Dataset items –
+++

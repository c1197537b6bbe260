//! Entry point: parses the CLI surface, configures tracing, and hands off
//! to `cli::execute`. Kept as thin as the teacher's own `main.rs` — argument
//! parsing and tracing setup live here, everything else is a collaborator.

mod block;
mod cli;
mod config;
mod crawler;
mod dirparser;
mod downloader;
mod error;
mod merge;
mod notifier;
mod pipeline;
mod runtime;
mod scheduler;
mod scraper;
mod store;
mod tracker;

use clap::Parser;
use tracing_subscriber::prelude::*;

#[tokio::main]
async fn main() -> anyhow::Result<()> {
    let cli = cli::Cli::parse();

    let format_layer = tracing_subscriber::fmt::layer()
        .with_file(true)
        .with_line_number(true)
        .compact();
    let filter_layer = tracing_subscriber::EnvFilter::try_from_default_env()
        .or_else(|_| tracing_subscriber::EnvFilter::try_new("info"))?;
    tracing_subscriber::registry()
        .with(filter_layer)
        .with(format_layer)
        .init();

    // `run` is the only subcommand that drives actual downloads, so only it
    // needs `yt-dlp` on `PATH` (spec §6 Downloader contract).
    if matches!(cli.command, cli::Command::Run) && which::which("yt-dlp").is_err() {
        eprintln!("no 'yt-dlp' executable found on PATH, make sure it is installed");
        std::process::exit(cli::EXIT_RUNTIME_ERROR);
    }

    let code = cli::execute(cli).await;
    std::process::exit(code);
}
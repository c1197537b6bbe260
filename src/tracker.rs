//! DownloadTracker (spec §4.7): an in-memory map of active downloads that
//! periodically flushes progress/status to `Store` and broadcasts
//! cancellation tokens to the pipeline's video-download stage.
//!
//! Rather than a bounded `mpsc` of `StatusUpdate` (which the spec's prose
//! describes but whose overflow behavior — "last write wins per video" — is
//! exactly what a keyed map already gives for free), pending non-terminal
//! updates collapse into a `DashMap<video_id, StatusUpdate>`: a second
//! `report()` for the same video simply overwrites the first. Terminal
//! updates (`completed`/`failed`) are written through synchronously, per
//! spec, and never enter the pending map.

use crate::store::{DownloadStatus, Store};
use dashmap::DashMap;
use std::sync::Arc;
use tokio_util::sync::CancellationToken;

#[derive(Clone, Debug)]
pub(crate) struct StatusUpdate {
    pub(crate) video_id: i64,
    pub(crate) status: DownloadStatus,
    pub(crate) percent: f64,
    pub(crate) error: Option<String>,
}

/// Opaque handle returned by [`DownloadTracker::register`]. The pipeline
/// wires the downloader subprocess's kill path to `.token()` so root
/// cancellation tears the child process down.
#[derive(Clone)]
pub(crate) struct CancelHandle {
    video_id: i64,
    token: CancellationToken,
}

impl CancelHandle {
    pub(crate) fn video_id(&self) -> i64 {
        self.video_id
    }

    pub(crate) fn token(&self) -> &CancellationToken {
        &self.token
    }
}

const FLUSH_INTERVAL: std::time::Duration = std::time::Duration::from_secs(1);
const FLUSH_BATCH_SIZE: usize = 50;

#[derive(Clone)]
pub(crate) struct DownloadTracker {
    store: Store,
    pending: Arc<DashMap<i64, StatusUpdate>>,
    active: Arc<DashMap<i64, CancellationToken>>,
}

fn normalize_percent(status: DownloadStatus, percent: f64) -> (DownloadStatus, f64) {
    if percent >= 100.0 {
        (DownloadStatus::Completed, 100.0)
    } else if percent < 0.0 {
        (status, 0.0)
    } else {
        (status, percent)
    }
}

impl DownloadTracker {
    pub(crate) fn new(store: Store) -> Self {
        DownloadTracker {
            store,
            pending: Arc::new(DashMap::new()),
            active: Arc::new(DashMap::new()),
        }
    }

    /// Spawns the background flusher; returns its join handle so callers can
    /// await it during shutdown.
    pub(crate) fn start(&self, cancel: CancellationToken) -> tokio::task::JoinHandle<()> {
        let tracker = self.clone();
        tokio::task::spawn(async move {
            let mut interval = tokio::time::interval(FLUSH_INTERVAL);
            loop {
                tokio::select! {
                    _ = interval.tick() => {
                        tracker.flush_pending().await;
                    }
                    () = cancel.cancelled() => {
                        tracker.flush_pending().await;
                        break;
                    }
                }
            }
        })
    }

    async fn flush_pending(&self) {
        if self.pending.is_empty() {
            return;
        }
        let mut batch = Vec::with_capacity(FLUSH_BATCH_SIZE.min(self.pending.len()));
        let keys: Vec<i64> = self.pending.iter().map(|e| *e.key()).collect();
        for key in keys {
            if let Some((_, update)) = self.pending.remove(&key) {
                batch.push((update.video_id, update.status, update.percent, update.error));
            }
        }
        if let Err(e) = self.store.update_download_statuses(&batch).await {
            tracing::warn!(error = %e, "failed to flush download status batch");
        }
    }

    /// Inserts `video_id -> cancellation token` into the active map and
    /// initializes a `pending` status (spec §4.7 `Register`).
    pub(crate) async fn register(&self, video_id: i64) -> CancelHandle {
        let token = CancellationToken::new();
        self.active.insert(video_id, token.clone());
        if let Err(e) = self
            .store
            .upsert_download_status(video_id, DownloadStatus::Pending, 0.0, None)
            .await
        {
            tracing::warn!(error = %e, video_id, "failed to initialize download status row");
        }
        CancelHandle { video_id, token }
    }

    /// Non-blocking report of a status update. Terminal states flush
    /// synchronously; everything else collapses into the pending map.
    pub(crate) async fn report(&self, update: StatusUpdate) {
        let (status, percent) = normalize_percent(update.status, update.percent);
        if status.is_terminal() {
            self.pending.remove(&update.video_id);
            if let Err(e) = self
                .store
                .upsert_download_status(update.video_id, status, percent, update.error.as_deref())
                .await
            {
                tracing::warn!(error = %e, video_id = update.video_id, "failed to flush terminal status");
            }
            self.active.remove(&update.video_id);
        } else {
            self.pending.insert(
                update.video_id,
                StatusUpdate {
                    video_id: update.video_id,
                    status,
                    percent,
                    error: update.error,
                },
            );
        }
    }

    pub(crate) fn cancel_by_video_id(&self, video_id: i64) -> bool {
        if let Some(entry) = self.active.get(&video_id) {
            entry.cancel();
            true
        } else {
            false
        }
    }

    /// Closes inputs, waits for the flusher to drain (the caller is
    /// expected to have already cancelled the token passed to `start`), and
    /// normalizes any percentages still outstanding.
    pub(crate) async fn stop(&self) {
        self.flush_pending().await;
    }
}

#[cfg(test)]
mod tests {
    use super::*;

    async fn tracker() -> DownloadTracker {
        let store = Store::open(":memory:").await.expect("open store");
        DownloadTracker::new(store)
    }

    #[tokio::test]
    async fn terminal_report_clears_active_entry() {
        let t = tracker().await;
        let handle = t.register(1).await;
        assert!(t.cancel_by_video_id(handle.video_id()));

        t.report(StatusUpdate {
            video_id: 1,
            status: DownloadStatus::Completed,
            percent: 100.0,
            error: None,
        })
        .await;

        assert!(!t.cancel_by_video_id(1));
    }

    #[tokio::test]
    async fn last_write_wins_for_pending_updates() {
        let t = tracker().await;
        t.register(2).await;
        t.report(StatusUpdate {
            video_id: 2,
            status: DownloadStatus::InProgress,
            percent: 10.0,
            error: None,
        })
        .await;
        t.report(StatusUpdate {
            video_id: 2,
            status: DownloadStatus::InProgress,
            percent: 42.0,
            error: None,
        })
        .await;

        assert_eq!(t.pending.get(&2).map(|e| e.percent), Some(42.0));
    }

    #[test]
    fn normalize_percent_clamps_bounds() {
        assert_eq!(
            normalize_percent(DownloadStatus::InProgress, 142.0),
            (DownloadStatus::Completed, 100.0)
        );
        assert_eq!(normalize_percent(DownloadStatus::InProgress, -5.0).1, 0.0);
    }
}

+++

What you are asked to do – Which lines above hold the string "struct"? Show each of them.

Answer box –
pub(crate) struct StatusUpdate {
pub(crate) struct CancelHandle {
pub(crate) struct DownloadTracker {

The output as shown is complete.